//! Array-of-structures table: one fixed-size heterogeneous record per row.
//!
//! Each column lives at a byte offset inside the row record, as described by
//! the dictionary. Records are stored back to back in one byte buffer, so a
//! slice of `#[repr(C)]` structs can be attached without conversion.

use std::any::Any;
use std::ops::Range;
use std::sync::Arc;

use tracing::debug;

use super::block::allocate;
use super::dictionary::{Dictionary, SharedDictionary};
use super::homogen::cell_count;
use super::layout::{check_column, check_len, check_rows, LayoutMask, StorageLayout};
use super::statistics::BasicStatistics;
use super::table::{check_dictionary_len, ensure_allocated, MemoryStatus, NumericTable, TableKind};
use super::types::{ScalarSlice, ScalarSliceMut, ScalarType};
use crate::error::{Status, TableError};
use crate::persist::{TablePayload, TableTag};

/// Location of one column inside a record.
#[derive(Debug, Clone, Copy, PartialEq, Eq)]
struct Field {
    scalar_type: ScalarType,
    offset: usize,
}

impl Field {
    #[inline]
    fn span(&self) -> Range<usize> {
        self.offset..self.offset + self.scalar_type.size_of()
    }
}

fn fields_of(dictionary: &Dictionary, record_size: usize) -> Result<Vec<Field>, TableError> {
    dictionary
        .iter()
        .enumerate()
        .map(|(j, f)| {
            let field = Field {
                scalar_type: f.scalar_type,
                offset: f.offset,
            };
            if field.span().end > record_size {
                return Err(TableError::DictionaryMismatch(format!(
                    "feature {j} ({}) at offset {} overruns {record_size}-byte record",
                    f.scalar_type, f.offset
                )));
            }
            Ok(field)
        })
        .collect()
}

/// Table of fixed-size records with per-column types and offsets.
///
/// # Example
///
/// ```
/// use numeric_tables::data::{AosTable, Dictionary, FeatureDescriptor, NumericTableExt, ScalarType};
///
/// let dict = Dictionary::packed_record(vec![
///     FeatureDescriptor::new(ScalarType::U8),
///     FeatureDescriptor::new(ScalarType::F64),
/// ]);
/// let table = AosTable::new(dict, 2).unwrap();
/// assert_eq!(table.record_size(), 16);
/// let block = table.get_block_of_rows::<f32>(0, 2).unwrap();
/// assert_eq!(&*block, &[0.0; 4]);
/// ```
#[derive(Debug)]
pub struct AosTable {
    bytes: Vec<u8>,
    record_size: usize,
    fields: Vec<Field>,
    num_rows: usize,
    status: MemoryStatus,
    dictionary: SharedDictionary,
    statistics: BasicStatistics,
}

// =============================================================================
// Constructors
// =============================================================================

impl AosTable {
    fn from_parts(
        bytes: Vec<u8>,
        num_rows: usize,
        record_size: usize,
        dictionary: Dictionary,
        status: MemoryStatus,
    ) -> Result<Self, TableError> {
        let fields = fields_of(&dictionary, record_size)?;
        if status.is_allocated() {
            check_len(cell_count(num_rows, record_size)?, bytes.len())?;
        }
        Ok(Self {
            bytes,
            record_size,
            fields,
            num_rows,
            status,
            dictionary: dictionary.into(),
            statistics: BasicStatistics::default(),
        })
    }

    /// Zeroed table whose record size is the end of the furthest field.
    pub fn new(dictionary: Dictionary, num_rows: usize) -> Result<Self, TableError> {
        let record_size = dictionary.record_size();
        Self::with_record_size(dictionary, record_size, num_rows)
    }

    /// Zeroed table with an explicit record size (e.g. including trailing
    /// padding).
    pub fn with_record_size(
        dictionary: Dictionary,
        record_size: usize,
        num_rows: usize,
    ) -> Result<Self, TableError> {
        let bytes = allocate::<u8>(cell_count(num_rows, record_size)?)?;
        debug!(num_rows, record_size, columns = dictionary.num_features(), "allocated aos table");
        Self::from_parts(
            bytes,
            num_rows,
            record_size,
            dictionary,
            MemoryStatus::InternallyAllocated,
        )
    }

    /// Copy a slice of plain-old-data records. The record size is
    /// `size_of::<R>()`.
    pub fn from_records<R: bytemuck::NoUninit>(
        records: &[R],
        dictionary: Dictionary,
    ) -> Result<Self, TableError> {
        let bytes: &[u8] = bytemuck::cast_slice(records);
        Self::from_parts(
            bytes.to_vec(),
            records.len(),
            std::mem::size_of::<R>(),
            dictionary,
            MemoryStatus::InternallyAllocated,
        )
    }

    /// Attach caller-provided record bytes. The table is user-allocated.
    pub fn from_bytes(
        bytes: Vec<u8>,
        num_rows: usize,
        record_size: usize,
        dictionary: Dictionary,
    ) -> Result<Self, TableError> {
        Self::from_parts(
            bytes,
            num_rows,
            record_size,
            dictionary,
            MemoryStatus::UserAllocated,
        )
    }

    /// Take over attached storage, e.g. after decoding it from an archive.
    pub(crate) fn into_internal(mut self) -> Self {
        self.status = MemoryStatus::InternallyAllocated;
        self
    }

    /// Table with a known shape but no storage yet.
    pub fn unallocated(dictionary: Dictionary, num_rows: usize) -> Result<Self, TableError> {
        let record_size = dictionary.record_size();
        Self::from_parts(
            Vec::new(),
            num_rows,
            record_size,
            dictionary,
            MemoryStatus::NotAllocated,
        )
    }

    /// Allocate zeroed record storage for the current shape.
    pub fn allocate_data_memory(&mut self) -> Result<(), TableError> {
        if self.status == MemoryStatus::UserAllocated {
            return Err(TableError::OwnershipViolation(
                "cannot reallocate user-provided storage".into(),
            ));
        }
        self.bytes = allocate::<u8>(cell_count(self.num_rows, self.record_size)?)?;
        self.status = MemoryStatus::InternallyAllocated;
        Ok(())
    }

    // =========================================================================
    // Record access
    // =========================================================================

    /// Bytes per record.
    #[inline]
    pub fn record_size(&self) -> usize {
        self.record_size
    }

    /// All records, back to back.
    #[inline]
    pub fn as_bytes(&self) -> &[u8] {
        &self.bytes
    }

    /// Bytes of record `row`.
    pub fn record_bytes(&self, row: usize) -> Option<&[u8]> {
        if row >= self.num_rows {
            return None;
        }
        let start = row.checked_mul(self.record_size)?;
        self.bytes.get(start..start.checked_add(self.record_size)?)
    }

    /// Copy the records out as `R`. Fails unless `size_of::<R>()` equals the
    /// record size.
    pub fn to_records<R: bytemuck::AnyBitPattern>(&self) -> Result<Vec<R>, TableError> {
        ensure_allocated(self)?;
        check_len(self.record_size, std::mem::size_of::<R>())?;
        if self.record_size == 0 {
            return Ok(Vec::new());
        }
        Ok(self
            .bytes
            .chunks_exact(self.record_size)
            .map(bytemuck::pod_read_unaligned)
            .collect())
    }

    #[inline]
    fn cell(&self, row: usize, column: usize) -> Range<usize> {
        let field = self.fields[column].span();
        let base = row * self.record_size;
        base + field.start..base + field.end
    }

    fn check_access(&self, rows: &Range<usize>) -> Result<(), TableError> {
        ensure_allocated(self)?;
        check_rows(rows, self.num_rows)
    }
}

// =============================================================================
// NumericTable
// =============================================================================

impl NumericTable for AosTable {
    fn num_rows(&self) -> usize {
        self.num_rows
    }

    fn num_columns(&self) -> usize {
        self.fields.len()
    }

    fn layout(&self) -> StorageLayout {
        StorageLayout::Aos
    }

    fn dictionary(&self) -> &SharedDictionary {
        &self.dictionary
    }

    fn set_dictionary(&mut self, dictionary: SharedDictionary) -> Result<(), TableError> {
        let fields = fields_of(&dictionary.read(), self.record_size)?;
        if fields != self.fields {
            return Err(TableError::DictionaryMismatch(
                "record types and offsets must match the stored records".into(),
            ));
        }
        self.dictionary = dictionary;
        Ok(())
    }

    fn memory_status(&self) -> MemoryStatus {
        self.status
    }

    fn basic_statistics(&self) -> &BasicStatistics {
        &self.statistics
    }

    fn basic_statistics_mut(&mut self) -> &mut BasicStatistics {
        &mut self.statistics
    }

    fn read_rows(&self, rows: Range<usize>, mut dst: ScalarSliceMut<'_>) -> Result<(), TableError> {
        self.check_access(&rows)?;
        let width = self.fields.len();
        check_len(rows.len() * width, dst.len())?;
        for (i, row) in rows.enumerate() {
            for (j, field) in self.fields.iter().enumerate() {
                field
                    .scalar_type
                    .read_cell(&self.bytes[self.cell(row, j)], &mut dst, i * width + j);
            }
        }
        Ok(())
    }

    fn write_rows(&mut self, rows: Range<usize>, src: ScalarSlice<'_>) -> Result<(), TableError> {
        self.check_access(&rows)?;
        let width = self.fields.len();
        check_len(rows.len() * width, src.len())?;
        for (i, row) in rows.enumerate() {
            for j in 0..width {
                let cell = self.cell(row, j);
                self.fields[j]
                    .scalar_type
                    .write_cell(&mut self.bytes[cell], src, i * width + j);
            }
        }
        Ok(())
    }

    fn read_column(
        &self,
        column: usize,
        rows: Range<usize>,
        mut dst: ScalarSliceMut<'_>,
    ) -> Result<(), TableError> {
        check_column(column, self.fields.len())?;
        self.check_access(&rows)?;
        check_len(rows.len(), dst.len())?;
        let scalar_type = self.fields[column].scalar_type;
        for (i, row) in rows.enumerate() {
            scalar_type.read_cell(&self.bytes[self.cell(row, column)], &mut dst, i);
        }
        Ok(())
    }

    fn write_column(
        &mut self,
        column: usize,
        rows: Range<usize>,
        src: ScalarSlice<'_>,
    ) -> Result<(), TableError> {
        check_column(column, self.fields.len())?;
        self.check_access(&rows)?;
        check_len(rows.len(), src.len())?;
        let scalar_type = self.fields[column].scalar_type;
        for (i, row) in rows.enumerate() {
            let cell = self.cell(row, column);
            scalar_type.write_cell(&mut self.bytes[cell], src, i);
        }
        Ok(())
    }

    fn resize(&mut self, num_rows: usize) -> Result<(), TableError> {
        if num_rows == self.num_rows {
            return Ok(());
        }
        match self.status {
            MemoryStatus::UserAllocated => {
                return Err(TableError::OwnershipViolation(format!(
                    "cannot resize user-provided records from {} to {num_rows} rows",
                    self.num_rows
                )))
            }
            MemoryStatus::NotAllocated => {}
            MemoryStatus::InternallyAllocated => {
                let len = cell_count(num_rows, self.record_size)?;
                if len > self.bytes.len() {
                    self.bytes
                        .try_reserve_exact(len - self.bytes.len())
                        .map_err(|_| TableError::AllocationFailed { bytes: len })?;
                }
                self.bytes.resize(len, 0);
            }
        }
        debug!(from = self.num_rows, to = num_rows, "resized aos table");
        self.num_rows = num_rows;
        Ok(())
    }

    fn check_structure(&self) -> Status {
        let mut status = check_dictionary_len(&self.dictionary, self.fields.len());
        let dictionary = self.dictionary.read();
        let drifted = dictionary
            .iter()
            .zip(&self.fields)
            .any(|(f, field)| f.scalar_type != field.scalar_type || f.offset != field.offset);
        if drifted {
            status |= TableError::DictionaryMismatch(
                "dictionary types or offsets no longer match the records".into(),
            );
        }
        status
    }

    fn serialization_tag(&self) -> TableTag {
        TableTag::Aos
    }

    fn to_payload(&self) -> Result<TablePayload, TableError> {
        ensure_allocated(self)?;
        Ok(TablePayload::Aos {
            num_rows: self.num_rows,
            record_size: self.record_size,
            bytes: self.bytes.clone(),
        })
    }

    fn as_any(&self) -> &dyn Any {
        self
    }

    fn into_any(self: Arc<Self>) -> Arc<dyn Any + Send + Sync> {
        self
    }
}

impl TableKind for AosTable {
    const LAYOUTS: LayoutMask = LayoutMask::AOS;
}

....................

WHAT THE EXERCISE ASKS -> Please copy every line from the entries that includes the word "TableTag".

FINISHED EXERCISE ->
use crate::persist::{TablePayload, TableTag};
    fn serialization_tag(&self) -> TableTag {
        TableTag::Aos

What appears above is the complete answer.